Listed records below:

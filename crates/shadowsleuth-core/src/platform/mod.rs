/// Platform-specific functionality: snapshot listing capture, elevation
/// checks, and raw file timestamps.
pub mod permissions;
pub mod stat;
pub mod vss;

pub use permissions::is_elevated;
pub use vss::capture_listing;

End of Listed records.

## Assigned task:
Retype the records in full. Keep every line identical to the original.

## Answer to this problem:
filename crates/shadowsleuth-core/src/platform/mod.rs
/// Platform-specific functionality: snapshot listing capture, elevation
/// checks, and raw file timestamps.
pub mod permissions;
pub mod stat;
pub mod vss;

pub use permissions::is_elevated;
pub use vss::capture_listing;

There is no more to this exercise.